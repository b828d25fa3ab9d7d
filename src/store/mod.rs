//! The byte-addressable sink the server writes commands to and reads
//! responses from.
//!
//! Two implementations share this interface: [`device::Device`], the
//! in-process [`crate::ring::RingLog`]-backed store, and
//! [`char_device::CharDeviceStore`], a thin wrapper over an external
//! character device that performs its own synchronization. The server is
//! generic over [`CommandStore`] so the accept loop and worker logic are
//! shared between both backends.

pub mod char_device;
pub mod device;

use crate::error::Result;
use std::io::SeekFrom;
use std::sync::Arc;

/// A store's notion of a single open handle: owns whatever per-open state
/// the backend needs (an assembly buffer, a read/write cursor, an open fd).
pub trait StoreHandle: Send {
    /// Append `buf`. Returns the number of bytes accepted (always
    /// `buf.len()` on success — a short count only ever signals a hard
    /// error on the underlying transport, per `std::io::Write`).
    fn write(&mut self, buf: &[u8]) -> Result<usize>;

    /// Read from the handle's current position, advancing it by the number
    /// of bytes copied. Returns `0` at end of stream.
    fn read(&mut self, buf: &mut [u8]) -> Result<usize>;

    /// Reposition the handle's cursor; mirrors POSIX `lseek` whence
    /// semantics via [`SeekFrom`].
    fn seek(&mut self, pos: SeekFrom) -> Result<u64>;

    /// Position the cursor at the start of the `cmd_index`-th retained
    /// command, plus `byte_offset` bytes into it.
    fn seek_to(&mut self, cmd_index: u32, byte_offset: u32) -> Result<u64>;

    /// Convenience: seek back to the start of the stream.
    fn rewind(&mut self) -> Result<()> {
        self.seek(SeekFrom::Start(0)).map(|_| ())
    }
}

/// A backing store the server can open handles against.
///
/// `open` takes `&Arc<Self>` rather than `&self` so that handles which need
/// to outlive the call (the in-process [`device::Device`]) can clone a
/// persistent reference; backends that don't need one simply ignore it.
pub trait CommandStore: Send + Sync + Sized {
    /// Per-open handle type for this store.
    type Handle: StoreHandle;

    /// Whether this store is the in-process `RingLog`-backed device, as
    /// opposed to an external device that serializes itself. Governs both
    /// whether the server takes its own cross-worker mutex around
    /// append+readback, and whether the periodic timestamp task and the
    /// backing-file lifecycle (§6) apply.
    const IS_IN_PROCESS_LOG: bool;

    /// Open a new handle against this store.
    fn open(store: &Arc<Self>) -> Result<Self::Handle>;
}
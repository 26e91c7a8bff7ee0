use serde::{Deserialize, Serialize};

/// A media-sharing service whose post URLs we know how to recognise.
#[derive(
    Debug,
    Clone,
    Copy,
    PartialEq,
    Eq,
    Hash,
    Serialize,
    Deserialize,
    strum::Display,
    strum::EnumString,
    strum::AsRefStr,
)]
#[serde(rename_all = "lowercase")]
#[strum(serialize_all = "lowercase", ascii_case_insensitive)]
pub enum Platform {
    Instagram,
    Tiktok,
    Facebook,
}

impl Platform {
    pub const ALL: [Self; 3] = [Self::Instagram, Self::Tiktok, Self::Facebook];
}

/// A recognised post URL found in message text.
#[derive(Debug, Clone, PartialEq, Eq, Serialize, Deserialize)]
pub struct ExtractedUrl {
    pub url: String,
    pub platform: Platform,
}
use std::any::Any;
use std::panic::AssertUnwindSafe;
use std::sync::Arc;

use futures_util::FutureExt;
use tracing::Instrument;

use super::result::ExtractionResult;
use crate::channels::InboundMessage;
use crate::error::ExtractionError;
use crate::links::{PatternRegistry, Platform};
use crate::media::MediaFetcher;
use crate::resolver::LinkResolver;

/// Where a message is in the pipeline. Used for logging only.
#[derive(Debug, Clone, Copy, PartialEq, Eq, strum::Display)]
#[strum(serialize_all = "snake_case")]
pub enum Stage {
    NoUrl,
    Classified,
    Resolving,
    Fetching,
    Delivering,
    Done,
    Errored,
}

#[derive(Debug)]
struct StageFailure {
    stage: Stage,
    error: ExtractionError,
}

impl StageFailure {
    fn new(stage: Stage, error: impl Into<ExtractionError>) -> Self {
        Self {
            stage,
            error: error.into(),
        }
    }
}

/// Classify → resolve → fetch → reply, for one inbound message at a time.
///
/// The extractor holds only immutable state, so one instance can serve any
/// number of concurrent messages behind an `Arc`.
pub struct MediaExtractor {
    registry: PatternRegistry,
    resolver: LinkResolver,
    fetcher: Arc<dyn MediaFetcher>,
}

impl MediaExtractor {
    #[must_use]
    pub fn new(resolver: LinkResolver, fetcher: Arc<dyn MediaFetcher>) -> Self {
        Self {
            registry: PatternRegistry::builtin().clone(),
            resolver,
            fetcher,
        }
    }

    #[must_use]
    pub fn with_registry(mut self, registry: PatternRegistry) -> Self {
        self.registry = registry;
        self
    }

    /// Production wiring: the HTTP fetcher plus the Open Graph resolver for
    /// every configured platform.
    #[cfg(feature = "opengraph")]
    pub fn from_config(config: &crate::config::Config) -> anyhow::Result<Self> {
        use crate::media::BinaryFetcher;
        use crate::resolver::{OpenGraphResolver, Resolver};

        let fetcher = BinaryFetcher::new(&config.fetch)?;
        let pages: Arc<dyn Resolver> =
            Arc::new(OpenGraphResolver::new(config.resolver.timeout())?);

        let mut resolver = LinkResolver::new(config.resolver.timeout());
        for platform in &config.resolver.platforms {
            resolver.register(*platform, Arc::clone(&pages));
        }
        Ok(Self::new(resolver, Arc::new(fetcher)))
    }

    #[must_use]
    pub fn registry(&self) -> &PatternRegistry {
        &self.registry
    }

    #[must_use]
    pub fn resolver(&self) -> &LinkResolver {
        &self.resolver
    }

    /// Handle one inbound message. Never fails and never panics outward:
    /// every problem is reported through the returned result.
    pub async fn handle(&self, message: &dyn InboundMessage) -> ExtractionResult {
        let Some(body) = message.body().filter(|b| !b.trim().is_empty()) else {
            tracing::trace!(stage = %Stage::NoUrl, "message has no body");
            return ExtractionResult::skipped();
        };

        let Some(found) = self.registry.classify(body) else {
            tracing::trace!(stage = %Stage::NoUrl, "no media URL in message");
            return ExtractionResult::skipped();
        };
        let platform = found.platform;
        tracing::debug!(stage = %Stage::Classified, %platform, url = %found.url, "media URL found");

        if !self.resolver.supports(platform) {
            tracing::debug!(%platform, "no resolver registered, ignoring message");
            return ExtractionResult::skipped();
        }

        let span = tracing::info_span!("media_extraction", %platform, url = %found.url);
        let outcome = AssertUnwindSafe(
            self.run(message, platform, &found.url)
                .instrument(span.clone()),
        )
        .catch_unwind()
        .await;

        span.in_scope(|| match outcome {
            Ok(Ok(delivered)) => {
                tracing::info!(stage = %Stage::Done, delivered, "media delivered");
                ExtractionResult::delivered(platform, found.url)
            }
            Ok(Err(StageFailure { stage, error })) => {
                tracing::error!(
                    stage = %Stage::Errored,
                    failed_at = %stage,
                    kind = error.kind(),
                    error = %error,
                    "media extraction failed"
                );
                ExtractionResult::failed(platform, found.url, error.to_string())
            }
            Err(panic) => {
                let error = ExtractionError::Other(anyhow::anyhow!(panic_message(&*panic)));
                tracing::error!(
                    stage = %Stage::Errored,
                    kind = error.kind(),
                    error = %error,
                    "media extraction panicked"
                );
                ExtractionResult::failed(platform, found.url, error.to_string())
            }
        })
    }

    async fn run(
        &self,
        message: &dyn InboundMessage,
        platform: Platform,
        url: &str,
    ) -> Result<usize, StageFailure> {
        tracing::info!(stage = %Stage::Resolving, "processing {platform} URL");
        if let Err(e) = message.send_typing().await {
            tracing::warn!(error = %e, "typing indicator failed");
        }

        let links = self
            .resolver
            .resolve(url, platform)
            .await
            .map_err(|e| StageFailure::new(Stage::Resolving, e))?;

        for (index, link) in links.iter().enumerate() {
            tracing::debug!(stage = %Stage::Fetching, index, link = %link, "fetching media");
            let media = self
                .fetcher
                .fetch(link)
                .await
                .map_err(|e| StageFailure::new(Stage::Fetching, e))?;

            tracing::debug!(
                stage = %Stage::Delivering,
                index,
                mime_type = %media.mime_type,
                "delivering media"
            );
            message
                .reply(&media)
                .await
                .map_err(|e| StageFailure::new(Stage::Delivering, ExtractionError::Delivery(e)))?;
        }

        Ok(links.len())
    }
}

fn panic_message(payload: &(dyn Any + Send)) -> String {
    if let Some(msg) = payload.downcast_ref::<&str>() {
        (*msg).to_string()
    } else if let Some(msg) = payload.downcast_ref::<String>() {
        msg.clone()
    } else {
        "unexpected failure".to_string()
    }
}
use std::path::PathBuf;
use std::time::Duration;

use serde::{Deserialize, Serialize};

use crate::error::ConfigError;
use crate::links::Platform;

#[derive(Debug, Clone, Serialize, Deserialize)]
pub struct Config {
    /// Path the config was read from - not serialized
    #[serde(skip)]
    pub config_path: Option<PathBuf>,

    /// "trace" | "debug" | "info" | "warn" | "error"
    #[serde(default = "default_log_level")]
    pub log_level: String,

    #[serde(default)]
    pub fetch: FetchConfig,

    #[serde(default)]
    pub resolver: ResolverConfig,

    #[serde(default)]
    pub speech: SpeechConfig,
}

fn default_log_level() -> String {
    "info".into()
}

impl Default for Config {
    fn default() -> Self {
        Self {
            config_path: None,
            log_level: default_log_level(),
            fetch: FetchConfig::default(),
            resolver: ResolverConfig::default(),
            speech: SpeechConfig::default(),
        }
    }
}

impl Config {
    pub fn validate(&self) -> Result<(), ConfigError> {
        if self.log_level.parse::<tracing::Level>().is_err() {
            return Err(ConfigError::Validation(format!(
                "unknown log_level '{}'",
                self.log_level
            )));
        }
        self.fetch.validate()?;
        self.resolver.validate()?;
        self.speech.validate()
    }
}

// ─── Binary fetch ────────────────────────────────────────────────────────────

/// HTTP identity and limits for media downloads. Built into a client once at
/// startup and shared read-only afterwards.
#[derive(Debug, Clone, Serialize, Deserialize)]
pub struct FetchConfig {
    #[serde(default = "default_user_agent")]
    pub user_agent: String,
    #[serde(default = "default_accept")]
    pub accept: String,
    #[serde(default = "default_accept_language")]
    pub accept_language: String,
    #[serde(default = "default_max_redirects")]
    pub max_redirects: usize,
    #[serde(default = "default_max_body_bytes")]
    pub max_body_bytes: u64,
    #[serde(default = "default_connect_timeout_secs")]
    pub connect_timeout_secs: u64,
    #[serde(default = "default_fetch_timeout_secs")]
    pub timeout_secs: u64,
}

pub(crate) const BROWSER_USER_AGENT: &str = "Mozilla/5.0 (Windows NT 10.0; Win64; x64) AppleWebKit/537.36 (KHTML, like Gecko) Chrome/91.0.4472.124 Safari/537.36";

fn default_user_agent() -> String {
    BROWSER_USER_AGENT.into()
}

fn default_accept() -> String {
    "image/*, video/*".into()
}

fn default_accept_language() -> String {
    "en-US,en;q=0.9".into()
}

fn default_max_redirects() -> usize {
    10
}

fn default_max_body_bytes() -> u64 {
    50 * 1_024 * 1_024
}

fn default_connect_timeout_secs() -> u64 {
    30
}

fn default_fetch_timeout_secs() -> u64 {
    60
}

impl Default for FetchConfig {
    fn default() -> Self {
        Self {
            user_agent: default_user_agent(),
            accept: default_accept(),
            accept_language: default_accept_language(),
            max_redirects: default_max_redirects(),
            max_body_bytes: default_max_body_bytes(),
            connect_timeout_secs: default_connect_timeout_secs(),
            timeout_secs: default_fetch_timeout_secs(),
        }
    }
}

impl FetchConfig {
    #[must_use]
    pub fn connect_timeout(&self) -> Duration {
        Duration::from_secs(self.connect_timeout_secs)
    }

    #[must_use]
    pub fn timeout(&self) -> Duration {
        Duration::from_secs(self.timeout_secs)
    }

    fn validate(&self) -> Result<(), ConfigError> {
        if self.max_body_bytes == 0 {
            return Err(ConfigError::Validation(
                "fetch.max_body_bytes must be greater than zero".into(),
            ));
        }
        if self.connect_timeout_secs == 0 || self.timeout_secs == 0 {
            return Err(ConfigError::Validation(
                "fetch timeouts must be greater than zero".into(),
            ));
        }
        Ok(())
    }
}

// ─── Link resolution ─────────────────────────────────────────────────────────

#[derive(Debug, Clone, Serialize, Deserialize)]
pub struct ResolverConfig {
    #[serde(default = "default_resolver_timeout_secs")]
    pub timeout_secs: u64,
    /// Platforms that get a resolver wired in by the host.
    #[serde(default = "default_platforms")]
    pub platforms: Vec<Platform>,
}

fn default_resolver_timeout_secs() -> u64 {
    60
}

fn default_platforms() -> Vec<Platform> {
    Platform::ALL.to_vec()
}

impl Default for ResolverConfig {
    fn default() -> Self {
        Self {
            timeout_secs: default_resolver_timeout_secs(),
            platforms: default_platforms(),
        }
    }
}

impl ResolverConfig {
    #[must_use]
    pub fn timeout(&self) -> Duration {
        Duration::from_secs(self.timeout_secs)
    }

    fn validate(&self) -> Result<(), ConfigError> {
        if self.timeout_secs == 0 {
            return Err(ConfigError::Validation(
                "resolver.timeout_secs must be greater than zero".into(),
            ));
        }
        Ok(())
    }
}

// ─── Speech synthesis ────────────────────────────────────────────────────────

#[derive(Debug, Clone, Serialize, Deserialize)]
pub struct SpeechConfig {
    #[serde(default)]
    pub enabled: bool,
    /// Base URL of the Gradio app serving the TTS function.
    #[serde(default = "default_speech_endpoint")]
    pub endpoint: String,
    #[serde(default = "default_speech_api_name")]
    pub api_name: String,
    #[serde(default = "default_speech_voice")]
    pub voice: String,
    /// Bearer token for the inference host. Usually supplied via `HF_TOKEN`.
    #[serde(default, skip_serializing)]
    pub api_token: Option<String>,
    #[serde(default = "default_speech_timeout_secs")]
    pub timeout_secs: u64,
}

fn default_speech_endpoint() -> String {
    "https://sekai966-edge-tts-text-to-speech.hf.space".into()
}

fn default_speech_api_name() -> String {
    "tts_interface".into()
}

fn default_speech_voice() -> String {
    "en-US-AvaMultilingualNeural - en-US (Female)".into()
}

fn default_speech_timeout_secs() -> u64 {
    120
}

impl Default for SpeechConfig {
    fn default() -> Self {
        Self {
            enabled: false,
            endpoint: default_speech_endpoint(),
            api_name: default_speech_api_name(),
            voice: default_speech_voice(),
            api_token: None,
            timeout_secs: default_speech_timeout_secs(),
        }
    }
}

impl SpeechConfig {
    fn validate(&self) -> Result<(), ConfigError> {
        if self.enabled && self.endpoint.trim().is_empty() {
            return Err(ConfigError::Validation(
                "speech.endpoint is required when speech is enabled".into(),
            ));
        }
        if self.timeout_secs == 0 {
            return Err(ConfigError::Validation(
                "speech.timeout_secs must be greater than zero".into(),
            ));
        }
        Ok(())
    }
}
#[cfg(feature = "opengraph")]
pub mod opengraph;

use std::collections::HashMap;
use std::sync::Arc;
use std::time::Duration;

use async_trait::async_trait;
use tokio_util::sync::CancellationToken;

use crate::error::ExtractionError;
use crate::links::Platform;

#[cfg(feature = "opengraph")]
pub use opengraph::OpenGraphResolver;

/// What a resolver hands back: one direct URL, or an ordered list for
/// multi-media posts. Both shapes behave identically downstream.
#[derive(Debug, Clone, PartialEq, Eq)]
pub enum ResolvedLinks {
    One(String),
    Many(Vec<String>),
}

impl ResolvedLinks {
    #[must_use]
    pub fn into_vec(self) -> Vec<String> {
        match self {
            Self::One(url) => vec![url],
            Self::Many(urls) => urls,
        }
    }
}

impl From<String> for ResolvedLinks {
    fn from(url: String) -> Self {
        Self::One(url)
    }
}

impl From<&str> for ResolvedLinks {
    fn from(url: &str) -> Self {
        Self::One(url.to_string())
    }
}

impl From<Vec<String>> for ResolvedLinks {
    fn from(urls: Vec<String>) -> Self {
        Self::Many(urls)
    }
}

/// Platform-specific extractor turning a post URL into direct media URLs.
///
/// Implementations may scrape, call APIs or spawn work of their own. `cancel`
/// fires when the caller stops waiting; anything spawned should watch it.
#[async_trait]
pub trait Resolver: Send + Sync {
    async fn resolve(&self, url: &str, cancel: CancellationToken)
    -> anyhow::Result<ResolvedLinks>;
}

pub const DEFAULT_RESOLVE_TIMEOUT: Duration = Duration::from_secs(60);

/// Enum-keyed resolver table with a hard wall-clock bound per call.
#[derive(Clone)]
pub struct LinkResolver {
    resolvers: HashMap<Platform, Arc<dyn Resolver>>,
    timeout: Duration,
}

impl LinkResolver {
    #[must_use]
    pub fn new(timeout: Duration) -> Self {
        Self {
            resolvers: HashMap::new(),
            timeout,
        }
    }

    #[must_use]
    pub fn with_resolver(mut self, platform: Platform, resolver: Arc<dyn Resolver>) -> Self {
        self.register(platform, resolver);
        self
    }

    pub fn register(&mut self, platform: Platform, resolver: Arc<dyn Resolver>) {
        self.resolvers.insert(platform, resolver);
    }

    #[must_use]
    pub fn supports(&self, platform: Platform) -> bool {
        self.resolvers.contains_key(&platform)
    }

    #[must_use]
    pub fn timeout(&self) -> Duration {
        self.timeout
    }

    /// Resolve `url` with the resolver registered for `platform`.
    ///
    /// If the bound elapses first the resolver future is dropped and its
    /// cancellation token fired; the result is always `Timeout`, whatever the
    /// resolver would have produced later.
    pub async fn resolve(&self, url: &str, platform: Platform) -> Result<Vec<String>, ExtractionError> {
        let resolver = self
            .resolvers
            .get(&platform)
            .ok_or(ExtractionError::UnsupportedPlatform(platform))?;

        let cancel = CancellationToken::new();
        let outcome = tokio::time::timeout(self.timeout, resolver.resolve(url, cancel.clone())).await;

        let links = match outcome {
            Ok(Ok(links)) => links.into_vec(),
            Ok(Err(source)) => {
                tracing::error!(%platform, url, error = %source, "media extraction failed");
                return Err(ExtractionError::Extraction { platform, source });
            }
            Err(_) => {
                cancel.cancel();
                tracing::error!(
                    %platform,
                    url,
                    timeout_secs = self.timeout.as_secs(),
                    "media extraction timed out"
                );
                return Err(ExtractionError::Timeout {
                    platform,
                    timeout: self.timeout,
                });
            }
        };

        if links.is_empty() {
            return Err(ExtractionError::Extraction {
                platform,
                source: anyhow::anyhow!("resolver returned no media links"),
            });
        }

        tracing::debug!(%platform, url, links = links.len(), "media links resolved");
        Ok(links)
    }
}

impl Default for LinkResolver {
    fn default() -> Self {
        Self::new(DEFAULT_RESOLVE_TIMEOUT)
    }
}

**Work instruction:** Quote exactly the first line of the entries and every line after it, stopping with the line that contains "simply ignore it.".

**Answer for this exercise:**
repository b828d25fa3ab9d7d
filename src/store/mod.rs
//! The byte-addressable sink the server writes commands to and reads
//! responses from.
//!
//! Two implementations share this interface: [`device::Device`], the
//! in-process [`crate::ring::RingLog`]-backed store, and
//! [`char_device::CharDeviceStore`], a thin wrapper over an external
//! character device that performs its own synchronization. The server is
//! generic over [`CommandStore`] so the accept loop and worker logic are
//! shared between both backends.

pub mod char_device;
pub mod device;

use crate::error::Result;
use std::io::SeekFrom;
use std::sync::Arc;

/// A store's notion of a single open handle: owns whatever per-open state
/// the backend needs (an assembly buffer, a read/write cursor, an open fd).
pub trait StoreHandle: Send {
    /// Append `buf`. Returns the number of bytes accepted (always
    /// `buf.len()` on success — a short count only ever signals a hard
    /// error on the underlying transport, per `std::io::Write`).
    fn write(&mut self, buf: &[u8]) -> Result<usize>;

    /// Read from the handle's current position, advancing it by the number
    /// of bytes copied. Returns `0` at end of stream.
    fn read(&mut self, buf: &mut [u8]) -> Result<usize>;

    /// Reposition the handle's cursor; mirrors POSIX `lseek` whence
    /// semantics via [`SeekFrom`].
    fn seek(&mut self, pos: SeekFrom) -> Result<u64>;

    /// Position the cursor at the start of the `cmd_index`-th retained
    /// command, plus `byte_offset` bytes into it.
    fn seek_to(&mut self, cmd_index: u32, byte_offset: u32) -> Result<u64>;

    /// Convenience: seek back to the start of the stream.
    fn rewind(&mut self) -> Result<()> {
        self.seek(SeekFrom::Start(0)).map(|_| ())
    }
}

/// A backing store the server can open handles against.
///
/// `open` takes `&Arc<Self>` rather than `&self` so that handles which need
/// to outlive the call (the in-process [`device::Device`]) can clone a
/// persistent reference; backends that don't need one simply ignore it.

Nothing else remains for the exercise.